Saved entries
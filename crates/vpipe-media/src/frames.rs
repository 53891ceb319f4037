//! Frame sampling policies.

use serde::{Deserialize, Serialize};

/// Upper bound on frames sampled by the processing stage.
pub const MAX_PROCESSING_FRAMES: u32 = 5;

/// Each processing frame represents one window of this many seconds.
pub const FRAME_WINDOW_SECS: f64 = 10.0;

/// A decoded still, JPEG-encoded.
#[derive(Debug, Clone, PartialEq, Serialize, Deserialize)]
pub struct Frame {
    #[serde(skip)]
    pub image: Vec<u8>,
    pub timestamp_secs: f64,
}

impl Frame {
    pub fn new(image: Vec<u8>, timestamp_secs: f64) -> Self {
        Self {
            image,
            timestamp_secs,
        }
    }
}

/// Frames the processing stage samples: one per full 10 s window, at most 5.
///
/// A clip shorter than one window gets no frames and extraction is skipped.
pub fn processing_frame_budget(duration_secs: f64) -> u32 {
    if !duration_secs.is_finite() || duration_secs <= 0.0 {
        return 0;
    }
    let windows = (duration_secs / FRAME_WINDOW_SECS).floor() as u32;
    windows.min(MAX_PROCESSING_FRAMES)
}

/// Midpoints of the first `count` windows.
pub fn window_timestamps(count: u32) -> Vec<f64> {
    (0..count)
        .map(|i| f64::from(i) * FRAME_WINDOW_SECS + FRAME_WINDOW_SECS / 2.0)
        .collect()
}

/// `count` timestamps evenly spaced strictly inside `(0, duration)`.
pub fn even_timestamps(duration_secs: f64, count: u32) -> Vec<f64> {
    if !duration_secs.is_finite() || duration_secs <= 0.0 {
        return Vec::new();
    }
    let step = duration_secs / f64::from(count + 1);
    (1..=count).map(|i| f64::from(i) * step).collect()
}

### WHAT YOU NEED TO DO
Transcribe only, please, the lines from the first line of the records through the line with "pub struct Frame". Both of those lines are included.

### THE COMPLETED TASK
filename crates/vpipe-media/src/frames.rs
repository 53891ceb319f4037
//! Frame sampling policies.

use serde::{Deserialize, Serialize};

/// Upper bound on frames sampled by the processing stage.
pub const MAX_PROCESSING_FRAMES: u32 = 5;

/// Each processing frame represents one window of this many seconds.
pub const FRAME_WINDOW_SECS: f64 = 10.0;

/// A decoded still, JPEG-encoded.
#[derive(Debug, Clone, PartialEq, Serialize, Deserialize)]
pub struct Frame {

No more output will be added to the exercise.